В Японии средний размер земельного надела чуть ли не один гектар. Они нашли выход в объединении — наследники сливали землю в один массив и нанимали для управления профессионального менеджера.

Укрупнение идет везде, современные технологии позволяют создавать фабрики зерна и мяса. Качество работы наемного работника промышленности уже давно можно контролировать, в сельском хозяйстве до недавнего времени это было сложнее. Но сейчас мы дошли до технологий, которые, во-первых, позволяют уменьшить число работников, во-вторых, их уже можно жестко контролировать. Поэтому и идет укрупнение в сельхозпроизводстве.

— В последние годы руководство страны с гордостью заявляет о росте сельхозпроизводства и экспорта продукции АПК. За счет чего этот рост произошел?

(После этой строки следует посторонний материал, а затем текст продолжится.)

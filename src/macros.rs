/// 构造一个产生式尾部, 每个参数可以是 [`crate::Terminal`], [`crate::NonTerminal`] 或 [`crate::Token`].
///
/// ```
/// use ll_analysis::{NonTerminal, Terminal, Token, prod};
///
/// let tail: Vec<Token> = prod![Terminal::from("("), NonTerminal::from("E"), Terminal::from(")")];
/// assert_eq!(tail.len(), 3);
/// ```
#[macro_export]
macro_rules! prod {
    ($($tok:expr),* $(,)?) => {
        vec![$($crate::Token::from($tok)),*]
    };
}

— Конечно, за счет частной инициативы. В сельское хозяйство пришли эффективный менеджмент и частные инвестиции. Бесспорно, без определенных государственных усилий ничего бы не случилось, но я еще раз говорю, что триггерами стали два кризиса и девальвация рубля, которая убирала импорт на какое-то время и создавала окно возможностей для внутреннего сектора, чтобы модернизироваться. Еще нам помогла немножко мировая конъюнктура, сработавшая в нашу сторону. Сейчас уже эти факторы свое отработали. Для дальнейшего роста нужны инновации, устойчивые парадигмы развития. У нас плохо с наукой, плохо с селекцией, у нас с биотехом плохо. По семенам большая зависимость, ряд вакцин приходится завозить.

— Страну блокируют санкциями со всех сторон. Может кризис 2022 года стать для российского АПК новым стимулом для роста?

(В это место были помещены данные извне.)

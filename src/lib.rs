pub mod error;
pub mod grammar;
pub(crate) mod macros;
pub mod parser;
pub mod sets;
pub mod table;
pub mod token;

pub use grammar::{Grammar, Production};
pub use parser::{Parser, Recognize, Semantics};
pub use sets::{FirstSets, FollowSets, SymbolSet};
pub use table::{Entry, Table};
pub use token::{EOF, EPSILON, Markers, NonTerminal, Terminal, Token};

— Вот нас отключили от морских перевозок — как зерно экспортировать? Если не будет импортной вакцины, что с животными делать? Ставку рефинансирования подняли. У нас основная программа поддержки сельского хозяйства — это льготный кредит, привязанный к ставке рефинансирования. А с кредитами сейчас будет проблема. Будут расти цены и снижаться потребление.

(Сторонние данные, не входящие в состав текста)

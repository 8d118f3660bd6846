//! The send loop: connect, frame, send, optionally wait for an ACK, and
//! reconnect with backoff whenever anything goes wrong.

use std::borrow::Cow;
use std::io::{self, Read, Write};
use std::net::{TcpStream, ToSocketAddrs};
use std::thread;
use std::time::Duration;

use tracing::{debug, info, trace, warn};

use crate::config::{as_timeout, EncodingPolicy, RunConfig};
use crate::control_id::{control_id, fresh_control_id, rewrite_control_id};
use crate::encoding::Encoding;
use crate::error::SendError;
use crate::frame::{encode_frame, is_terminated, unwrap_frame};
use crate::messages::MessageSet;

const BUFFER_SIZE: usize = 4096;
const MAX_BACKOFF_STEPS: u32 = 30;

/// Opens a fresh connection to the configured endpoint.
///
/// Every resolved address is tried in turn; the error of the last attempt is
/// returned if none accepts.
pub fn connect(config: &RunConfig) -> io::Result<TcpStream> {
    let mut last_err = None;
    for addr in (config.host.as_str(), config.port).to_socket_addrs()? {
        let attempt = match as_timeout(config.connect_timeout) {
            Some(timeout) => TcpStream::connect_timeout(&addr, timeout),
            None => TcpStream::connect(addr),
        };
        match attempt {
            Ok(stream) => {
                stream.set_read_timeout(as_timeout(config.io_timeout))?;
                stream.set_write_timeout(as_timeout(config.io_timeout))?;
                stream.set_nodelay(true)?;
                return Ok(stream);
            }
            Err(e) => last_err = Some(e),
        }
    }
    Err(last_err.unwrap_or_else(|| {
        io::Error::new(
            io::ErrorKind::NotFound,
            format!("{}:{} did not resolve to any address", config.host, config.port),
        )
    }))
}

/// Delay before reconnecting after `consecutive_failures` faults in a row.
pub fn backoff_delay(consecutive_failures: u32, unit: Duration) -> Duration {
    unit * consecutive_failures.saturating_add(1).min(MAX_BACKOFF_STEPS)
}

/// Counters of a run.
#[derive(Debug, Clone, Copy, Default, PartialEq, Eq)]
pub struct RunState {
    sent_total: u64,
    cycle_index: u64,
    consecutive_failures: u32,
}

impl RunState {
    /// Messages written (and acknowledged, in ACK mode) so far.
    pub fn sent_total(&self) -> u64 {
        self.sent_total
    }

    /// Completed passes over the message set.
    pub fn cycle_index(&self) -> u64 {
        self.cycle_index
    }
}

pub struct Sender {
    messages: MessageSet,
    config: RunConfig,
    state: RunState,
}

impl Sender {
    pub fn new(messages: MessageSet, config: RunConfig) -> Self {
        Self {
            messages,
            config,
            state: RunState::default(),
        }
    }

    /// Sends until the configured count is reached, then returns the final
    /// counters. With a count of 0 this never returns.
    pub fn run(mut self) -> RunState {
        info!(
            host = %self.config.host,
            port = self.config.port,
            messages = self.messages.len(),
            count = self.config.count,
            ack = self.config.ack,
            encoding = %self.config.encoding,
            "starting MLLP sender"
        );
        loop {
            match self.run_connection() {
                Ok(()) => {
                    info!(
                        sent = self.state.sent_total,
                        cycles = self.state.cycle_index,
                        "message count reached"
                    );
                    return self.state;
                }
                Err(err) => {
                    self.state.consecutive_failures =
                        self.state.consecutive_failures.saturating_add(1);
                    let delay =
                        backoff_delay(self.state.consecutive_failures, self.config.backoff_unit);
                    warn!(
                        error = %err,
                        failures = self.state.consecutive_failures,
                        sent = self.state.sent_total,
                        "send cycle aborted, reconnecting in {:?}",
                        delay
                    );
                    thread::sleep(delay);
                }
            }
        }
    }

    /// One connection's worth of sending. Returns `Ok` only when the count is
    /// reached; the stream is closed on every return path when it drops.
    fn run_connection(&mut self) -> Result<(), SendError> {
        let Self {
            messages,
            config,
            state,
        } = self;

        let mut stream = connect(config)?;
        state.consecutive_failures = 0;
        debug!(host = %config.host, port = config.port, "connected");

        loop {
            let mut skipped = None;
            let mut sent_in_pass = 0usize;

            for original in messages.iter() {
                let message = match rewrite_control_id(original, &fresh_control_id()) {
                    Some(rewritten) => Cow::Owned(rewritten),
                    None => Cow::Borrowed(original),
                };

                let frame = match encode_frame(&message, config.encoding) {
                    Ok(frame) => frame,
                    Err(err) if config.encoding_policy == EncodingPolicy::Skip => {
                        warn!(error = %err, "skipping message");
                        skipped = Some(err);
                        continue;
                    }
                    Err(err) => return Err(err.into()),
                };

                stream.write_all(&frame)?;
                stream.flush()?;

                if config.ack {
                    let response = await_ack(&mut stream)?;
                    trace!(ack = ?ack_text(&response, config.encoding), "ack received");
                }

                state.sent_total += 1;
                sent_in_pass += 1;
                debug!(
                    sent = state.sent_total,
                    control_id = control_id(&message).unwrap_or_default(),
                    bytes = frame.len(),
                    "message sent"
                );

                if config.count > 0 && state.sent_total >= config.count {
                    return Ok(());
                }

                thread::sleep(config.interval);

                if config.new_conn_each {
                    drop(stream);
                    stream = connect(config)?;
                    trace!("reconnected for next message");
                }
            }

            // A pass where every message was skipped would spin without ever
            // touching the network.
            if sent_in_pass == 0 {
                if let Some(err) = skipped {
                    return Err(err.into());
                }
            }

            state.cycle_index += 1;
            info!(
                cycle = state.cycle_index,
                sent = state.sent_total,
                "completed pass over message set"
            );
        }
    }
}

/// Reads until the peer closes the stream or the accumulated response ends
/// with the MLLP trailer. The content itself is not interpreted.
fn await_ack(stream: &mut TcpStream) -> io::Result<Vec<u8>> {
    let mut response = Vec::new();
    let mut chunk = [0; BUFFER_SIZE];

    loop {
        match stream.read(&mut chunk) {
            Ok(0) => break,
            Ok(n) => {
                response.extend_from_slice(&chunk[..n]);
                if is_terminated(&response) {
                    break;
                }
            }
            Err(e) if e.kind() == io::ErrorKind::Interrupted => continue,
            Err(e) => return Err(e),
        }
    }

    Ok(response)
}

fn ack_text(response: &[u8], encoding: Encoding) -> Option<String> {
    encoding
        .decode(unwrap_frame(response))
        .map(|text| text.replace('\r', "\n"))
}

#[cfg(test)]
mod tests {
    use super::*;
    use std::net::TcpListener;

    #[test]
    fn failures_reset_after_successful_connect() {
        // Free the port so the first connects are refused.
        let port = TcpListener::bind("127.0.0.1:0")
            .unwrap()
            .local_addr()
            .unwrap()
            .port();
        let config = RunConfig {
            host: "127.0.0.1".to_string(),
            port,
            interval: Duration::ZERO,
            count: 1,
            backoff_unit: Duration::from_millis(10),
            ..RunConfig::default()
        };
        let messages = MessageSet::new(vec!["MSH|^~\\&|A|B|C|D|E|F|G|H|I".to_string()]).unwrap();
        let handle = thread::spawn(move || Sender::new(messages, config).run());

        thread::sleep(Duration::from_millis(100));
        let listener = TcpListener::bind(("127.0.0.1", port)).unwrap();
        let (mut stream, _) = listener.accept().unwrap();
        let mut frame = Vec::new();
        let mut buffer = [0; 1024];
        while !is_terminated(&frame) {
            let n = stream.read(&mut buffer).unwrap();
            assert!(n > 0);
            frame.extend_from_slice(&buffer[..n]);
        }

        let state = handle.join().unwrap();
        assert_eq!(state.sent_total, 1);
        assert_eq!(state.consecutive_failures, 0);
    }

    #[test]
    fn backoff_grows_linearly_then_caps() {
        let unit = Duration::from_secs(1);
        assert_eq!(backoff_delay(0, unit), Duration::from_secs(1));
        assert_eq!(backoff_delay(1, unit), Duration::from_secs(2));
        assert_eq!(backoff_delay(5, unit), Duration::from_secs(6));
        assert_eq!(backoff_delay(29, unit), Duration::from_secs(30));
        assert_eq!(backoff_delay(30, unit), Duration::from_secs(30));
        assert_eq!(backoff_delay(u32::MAX, unit), Duration::from_secs(30));
    }

    #[test]
    fn backoff_is_monotonic() {
        let unit = Duration::from_millis(10);
        let delays: Vec<_> = (0..40).map(|k| backoff_delay(k, unit)).collect();
        assert!(delays.windows(2).all(|w| w[0] <= w[1]));
        assert_eq!(*delays.last().unwrap(), unit * 30);
    }

    #[test]
    fn ack_text_strips_frame() {
        let ack = b"\x0bMSH|^~\\&|R\rMSA|AA|1\x1c\x0d";
        assert_eq!(
            ack_text(ack, Encoding::Utf8).as_deref(),
            Some("MSH|^~\\&|R\nMSA|AA|1")
        );
    }
}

Вот уже лет десять мы живем в условиях, когда нам никакой голод не грозил. Сейчас мы все это разрушили. Продовольственная безопасность уже под угрозой. Где выстрелит, я даже сейчас боюсь предсказывать.

Раньше в мире санкции на продовольственные цепочки не распространяли. Голодом никого не душат, ни Корее, ни Ирану никогда не отключали продовольственные поставки. Более того, Ирану разрешали продавать немножко нефти, чтобы они могли купить продовольствие с внешнего рынка. Гуманитарными катастрофами страны не наказывают — это было общим правилом. А на днях прочитала в соцсети у бывшей коллеги по ФАО (Продовольственная и сельскохозяйственная организация ООН. — Forbes) письмо украинских аграриев. Ну, украинских аграриев я понимаю, здесь у меня вообще никаких осуждений по поводу украинцев просто быть не может. В этих условиях люди могут быть как угодно грубы, не логичны, не гуманны, что угодно. Это все понятно. Но когда чиновница ФАО, организации, основным мандатом которой является искоренение голода в мире, распространяет в социальных сетях требование отключить Россию от всех составляющих для продовольственного сектора, я уже начинаю сомневаться в здравомыслии мира. Может так случиться, что нас отключат от поставок именно того, что нужно для продовольственного обеспечения.